- [Problem requirements]
The exercise asks you to copy every line below in which "BadStatus" appears.
[[ Provided entries, beginning ]]
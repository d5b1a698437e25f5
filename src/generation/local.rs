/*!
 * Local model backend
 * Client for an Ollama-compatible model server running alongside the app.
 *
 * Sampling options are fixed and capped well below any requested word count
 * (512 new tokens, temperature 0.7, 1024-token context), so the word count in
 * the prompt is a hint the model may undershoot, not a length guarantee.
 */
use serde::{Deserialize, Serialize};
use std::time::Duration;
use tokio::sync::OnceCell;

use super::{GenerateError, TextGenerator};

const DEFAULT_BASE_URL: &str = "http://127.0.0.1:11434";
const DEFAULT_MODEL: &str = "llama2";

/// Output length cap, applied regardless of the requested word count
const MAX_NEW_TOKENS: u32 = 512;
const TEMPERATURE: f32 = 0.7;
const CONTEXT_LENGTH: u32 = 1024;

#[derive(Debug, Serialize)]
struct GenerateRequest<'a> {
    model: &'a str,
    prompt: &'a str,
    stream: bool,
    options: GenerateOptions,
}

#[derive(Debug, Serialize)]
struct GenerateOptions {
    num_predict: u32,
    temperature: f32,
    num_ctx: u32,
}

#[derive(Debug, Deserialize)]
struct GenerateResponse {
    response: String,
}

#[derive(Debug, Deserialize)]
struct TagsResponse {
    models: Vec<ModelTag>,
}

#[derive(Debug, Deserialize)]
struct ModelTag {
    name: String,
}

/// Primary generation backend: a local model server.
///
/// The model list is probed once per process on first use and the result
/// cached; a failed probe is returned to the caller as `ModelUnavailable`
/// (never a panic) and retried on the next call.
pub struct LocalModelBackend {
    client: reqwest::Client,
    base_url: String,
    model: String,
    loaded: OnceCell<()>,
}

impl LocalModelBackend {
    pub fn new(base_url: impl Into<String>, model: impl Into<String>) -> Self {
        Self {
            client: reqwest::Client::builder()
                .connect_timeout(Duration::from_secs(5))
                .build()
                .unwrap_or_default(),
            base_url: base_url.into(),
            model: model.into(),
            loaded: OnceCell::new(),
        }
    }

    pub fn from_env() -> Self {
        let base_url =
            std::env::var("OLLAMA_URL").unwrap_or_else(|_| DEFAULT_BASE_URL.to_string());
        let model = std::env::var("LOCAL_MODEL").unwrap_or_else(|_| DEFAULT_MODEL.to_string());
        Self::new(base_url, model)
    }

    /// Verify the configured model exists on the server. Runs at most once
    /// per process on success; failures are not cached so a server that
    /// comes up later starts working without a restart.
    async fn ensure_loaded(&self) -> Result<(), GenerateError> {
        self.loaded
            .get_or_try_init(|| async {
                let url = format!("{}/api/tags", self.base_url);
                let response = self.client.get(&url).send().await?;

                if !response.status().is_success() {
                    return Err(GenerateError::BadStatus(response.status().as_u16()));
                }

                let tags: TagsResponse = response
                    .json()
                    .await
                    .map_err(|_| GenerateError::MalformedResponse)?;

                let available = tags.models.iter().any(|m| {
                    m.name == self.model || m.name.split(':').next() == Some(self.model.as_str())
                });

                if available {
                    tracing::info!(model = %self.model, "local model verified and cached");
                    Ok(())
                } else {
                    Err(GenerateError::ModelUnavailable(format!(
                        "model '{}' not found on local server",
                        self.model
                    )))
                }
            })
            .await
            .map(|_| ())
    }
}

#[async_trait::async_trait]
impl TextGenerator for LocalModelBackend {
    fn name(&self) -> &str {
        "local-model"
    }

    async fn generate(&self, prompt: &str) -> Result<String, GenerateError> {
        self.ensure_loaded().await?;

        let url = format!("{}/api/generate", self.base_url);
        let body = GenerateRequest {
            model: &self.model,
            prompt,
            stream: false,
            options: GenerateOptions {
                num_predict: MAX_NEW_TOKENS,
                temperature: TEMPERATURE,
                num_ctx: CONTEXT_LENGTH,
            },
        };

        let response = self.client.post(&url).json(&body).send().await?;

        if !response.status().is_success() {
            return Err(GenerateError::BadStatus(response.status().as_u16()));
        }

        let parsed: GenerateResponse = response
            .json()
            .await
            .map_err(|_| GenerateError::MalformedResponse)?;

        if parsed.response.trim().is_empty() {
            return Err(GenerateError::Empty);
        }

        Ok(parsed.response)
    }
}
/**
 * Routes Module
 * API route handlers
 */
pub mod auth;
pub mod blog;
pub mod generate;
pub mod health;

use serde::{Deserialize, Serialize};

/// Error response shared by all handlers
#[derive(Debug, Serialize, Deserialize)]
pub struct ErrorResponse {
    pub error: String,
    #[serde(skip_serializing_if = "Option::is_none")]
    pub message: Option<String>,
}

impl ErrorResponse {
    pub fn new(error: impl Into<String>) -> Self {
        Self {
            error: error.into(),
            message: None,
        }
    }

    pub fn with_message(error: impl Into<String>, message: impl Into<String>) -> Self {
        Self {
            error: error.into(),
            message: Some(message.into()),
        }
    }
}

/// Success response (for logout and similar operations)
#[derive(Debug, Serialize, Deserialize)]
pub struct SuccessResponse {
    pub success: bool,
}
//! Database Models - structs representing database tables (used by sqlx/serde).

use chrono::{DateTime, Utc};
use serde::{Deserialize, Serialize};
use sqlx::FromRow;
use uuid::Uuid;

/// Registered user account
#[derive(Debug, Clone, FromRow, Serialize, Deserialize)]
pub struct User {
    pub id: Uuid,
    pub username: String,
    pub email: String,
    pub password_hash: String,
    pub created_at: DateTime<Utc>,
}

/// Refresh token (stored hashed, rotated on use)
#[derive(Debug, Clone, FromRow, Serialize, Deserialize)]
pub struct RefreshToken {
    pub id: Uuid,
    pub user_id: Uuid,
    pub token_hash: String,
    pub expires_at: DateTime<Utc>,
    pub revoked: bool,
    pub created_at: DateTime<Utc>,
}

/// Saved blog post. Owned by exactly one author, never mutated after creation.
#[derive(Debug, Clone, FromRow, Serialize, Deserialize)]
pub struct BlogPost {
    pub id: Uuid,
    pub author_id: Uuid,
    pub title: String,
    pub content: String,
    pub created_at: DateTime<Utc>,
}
[[ Provided entries, end ]]
- [Output of the exercise]
                    return Err(GenerateError::BadStatus(response.status().as_u16()));
            return Err(GenerateError::BadStatus(response.status().as_u16()));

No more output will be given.